Längengrad

Dava Sobel, Längengrad, BvT, 3. Aufl. 2006 (Orig. 1995 „Longitude“)

Es ist nicht oft, dass ein Buch mich so packt: morgens gekauft und abends gelesen.

Wie kommt man zu einer genauen Bestimmung des Längengrads auf See, um nicht, wie z.B. 1707 Admiral Sir Clowdisley Shovel bei den Scilly-Inseln seine Flotte in eine Katastrophe zu navigieren? Ein lebenswichtiges Problem also für die Seefahrt.

John Harrison, ein gelernter Tischler (!), hat das Problem nach jahrzehntelanger Arbeit schließlich gelöst, und darum geht es in dem Buch.

Harrison, als Uhrmacher Autodidakt, entwickelt einen Chronometer, mit dem sich die Zeitdifferenz zwischen Heimathafen oder Nullmeridian und der aktuellen Ortszeit auf See präzise feststellen lässt und somit der Längengrad, auf dem sich das Schiff gerade befindet.

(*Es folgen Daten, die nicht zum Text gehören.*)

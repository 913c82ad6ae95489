//! Foundation types for the interface generator.
//!
//! This module provides the primitives used throughout the crate:
//! - [`SymbolId`] - Identity of a resolved type in the host's symbol table
//! - [`Position`], [`Span`], [`SourceLocation`] - Source positions for diagnostics
//! - [`names`] - Identifier derivation (NameFormatter)
//! - [`GeneratorConfig`] - Marker names and output settings
//! - Domain constants (marker names, artifact suffix)
//!
//! Apart from config error reporting, this module depends on no other crate module.

pub mod config;
pub mod constants;
pub mod names;
mod position;
mod symbol_id;

pub use config::GeneratorConfig;
pub use position::{Position, SourceLocation, Span};
pub use symbol_id::SymbolId;

// Re-export the identifier type for convenience
pub use smol_str::SmolStr;
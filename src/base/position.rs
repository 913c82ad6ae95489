//! Source positions attached to declarations and diagnostics.
//!
//! Positions are supplied by the host front end; the generator only carries
//! them through to diagnostics.

use std::fmt;
use std::sync::Arc;

/// A position in source code (0-indexed)
#[derive(Debug, Clone, Copy, PartialEq, Eq, PartialOrd, Ord, Hash, Default)]
#[cfg_attr(feature = "interchange", derive(serde::Serialize, serde::Deserialize))]
pub struct Position {
    pub line: u32,
    pub column: u32,
}

impl Position {
    pub fn new(line: u32, column: u32) -> Self {
        Self { line, column }
    }
}

/// A span representing a range in source code (0-indexed)
#[derive(Debug, Clone, Copy, PartialEq, Eq, Hash, Default)]
#[cfg_attr(feature = "interchange", derive(serde::Serialize, serde::Deserialize))]
pub struct Span {
    pub start: Position,
    pub end: Position,
}

impl Span {
    pub fn new(start: Position, end: Position) -> Self {
        Self { start, end }
    }

    /// Create a span from line/column coordinates
    pub fn from_coords(start_line: u32, start_col: u32, end_line: u32, end_col: u32) -> Self {
        Self {
            start: Position::new(start_line, start_col),
            end: Position::new(end_line, end_col),
        }
    }
}

/// A span within a named source file.
#[derive(Debug, Clone, PartialEq, Eq, Hash)]
#[cfg_attr(feature = "interchange", derive(serde::Serialize, serde::Deserialize))]
pub struct SourceLocation {
    pub path: Arc<str>,
    pub span: Span,
}

impl SourceLocation {
    pub fn new(path: impl Into<Arc<str>>, span: Span) -> Self {
        Self {
            path: path.into(),
            span,
        }
    }
}

impl fmt::Display for SourceLocation {
    /// Displays as `path:line:col` with 1-based line and column.
    fn fmt(&self, f: &mut fmt::Formatter<'_>) -> fmt::Result {
        write!(
            f,
            "{}:{}:{}",
            self.path,
            self.span.start.line + 1,
            self.span.start.column + 1
        )
    }
}
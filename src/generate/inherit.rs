//! InheritanceResolver: the interfaces a synthesized interface extends and
//! the member names those interfaces already declare.
//!
//! Base references are partitioned by the kind of type they resolve to. The
//! first class among them is the base class; its interfaces (and those of
//! its own base classes) are inherited. Everything is compared by
//! [`SymbolId`], never by written text.

use indexmap::{IndexMap, IndexSet};
use rustc_hash::FxHashSet;
use smol_str::SmolStr;

use crate::base::SymbolId;
use crate::error::GenerateError;
use crate::hir::{TypeKind, TypeProvider};
use crate::syntax::{BaseTypeRef, ClassDecl, TypeRef};

/// The reconciled base-interface list of one class.
#[derive(Clone, Debug, Default, PartialEq, Eq)]
pub struct Resolution {
    /// Interfaces to extend, direct ones first, de-duplicated by identity.
    pub interfaces: Vec<BaseTypeRef>,
    /// Member names declared by those interfaces or the interfaces they extend.
    pub inherited_names: IndexSet<SmolStr>,
    /// References that did not resolve; they are left out of the result.
    pub unresolved: Vec<GenerateError>,
}

impl Resolution {
    /// Written types of the resolved interfaces, in emission order.
    pub fn interface_types(&self) -> Vec<TypeRef> {
        self.interfaces.iter().map(|base| base.ty.clone()).collect()
    }
}

/// Resolves base interfaces through a [`TypeProvider`].
pub struct InheritanceResolver<'a> {
    provider: &'a dyn TypeProvider,
}

impl<'a> InheritanceResolver<'a> {
    pub fn new(provider: &'a dyn TypeProvider) -> Self {
        Self { provider }
    }

    pub fn resolve(&self, class: &ClassDecl) -> Resolution {
        let mut resolution = Resolution::default();
        let mut direct: IndexMap<SymbolId, TypeRef> = IndexMap::new();
        let mut base_class = None;
        let own_name = class.interface_name();

        for base in &class.bases {
            let Some(id) = self.provider.resolve(base) else {
                // The interface being generated does not exist before its first run.
                if base.ty.simple_name() == own_name {
                    tracing::debug!("[INHERIT] {}: dropped unresolved self reference", class.name);
                    continue;
                }
                tracing::warn!("[INHERIT] {}: unresolved base type '{}'", class.name, base.ty);
                resolution
                    .unresolved
                    .push(GenerateError::unresolved(class.name.as_str(), base.ty.clone()));
                continue;
            };
            match self.provider.kind(id) {
                Some(TypeKind::Interface) => {
                    direct.entry(id).or_insert_with(|| base.ty.clone());
                }
                Some(TypeKind::Class) if base_class.is_none() => base_class = Some(id),
                Some(kind) => {
                    tracing::trace!("[INHERIT] {}: ignoring base '{}' ({:?})", class.name, base.ty, kind);
                }
                None => {
                    tracing::warn!("[INHERIT] {}: no description for '{}'", class.name, base.ty);
                    resolution
                        .unresolved
                        .push(GenerateError::unresolved(class.name.as_str(), base.ty.clone()));
                }
            }
        }

        let mut all = direct;
        if let Some(base_class) = base_class {
            for (id, ty) in self.class_interfaces(base_class) {
                all.entry(id).or_insert(ty);
            }
        }

        if let Some(own) = self.provider.lookup(&class.interface_qualified_name()) {
            if all.shift_remove(&own).is_some() {
                tracing::debug!("[INHERIT] {}: dropped self reference", class.name);
            }
        }

        for &id in all.keys() {
            self.collect_names(id, &mut resolution.inherited_names);
        }
        resolution.interfaces = all
            .into_iter()
            .map(|(id, ty)| BaseTypeRef::resolved(ty, id))
            .collect();
        resolution
    }

    /// Interfaces implemented by a class and all of its base classes.
    fn class_interfaces(&self, class: SymbolId) -> Vec<(SymbolId, TypeRef)> {
        let mut visited = FxHashSet::default();
        let mut pending = vec![class];
        let mut found = Vec::new();

        while let Some(current) = pending.pop() {
            if !visited.insert(current) {
                continue;
            }
            let Some(shape) = self.provider.describe(current) else {
                continue;
            };
            let mut next_class = None;
            for base in shape.supertypes.iter() {
                let Some(id) = self.provider.resolve(base) else {
                    tracing::trace!("[INHERIT] {}: unresolved base '{}'", shape.name, base.ty);
                    continue;
                };
                match self.provider.kind(id) {
                    Some(TypeKind::Interface) => found.push((id, base.ty.clone())),
                    Some(TypeKind::Class) if next_class.is_none() => next_class = Some(id),
                    _ => {}
                }
            }
            pending.extend(next_class);
        }
        found
    }

    /// Member names of an interface and every interface it extends.
    fn collect_names(&self, interface: SymbolId, names: &mut IndexSet<SmolStr>) {
        let mut visited = FxHashSet::default();
        let mut pending = vec![interface];

        while let Some(current) = pending.pop() {
            if !visited.insert(current) {
                continue;
            }
            let Some(shape) = self.provider.describe(current) else {
                continue;
            };
            names.extend(shape.contract_member_names().map(SmolStr::new));
            pending.extend(
                shape
                    .supertypes
                    .iter()
                    .filter_map(|base| self.provider.resolve(base))
                    .filter(|&id| self.provider.kind(id) == Some(TypeKind::Interface)),
            );
        }
    }
}

/// Resolve the base interfaces of `class`.
pub fn resolve_interfaces(class: &ClassDecl, provider: &dyn TypeProvider) -> Resolution {
    InheritanceResolver::new(provider).resolve(class)
}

Probleme, die er dabei lösen musste:

  • Die Teile der Uhr durften nicht auf Temperatur- und Feuchtigkeitsunterschiede in den Weltmeeren reagieren
  • Die Lagerung der Uhr musste so sein, dass auch bei hohem Seegang keine Abweichungen auftraten.
  • Schmierstoffe verharzen. So hat er die Zahnräder seiner ersten Uhren aus Holz geschnitzt. Sie brauchten keine Schmierstoffe und  waren temperaturkonstanter als Metall. Später hat er Bimetallverbindungen entwickelt.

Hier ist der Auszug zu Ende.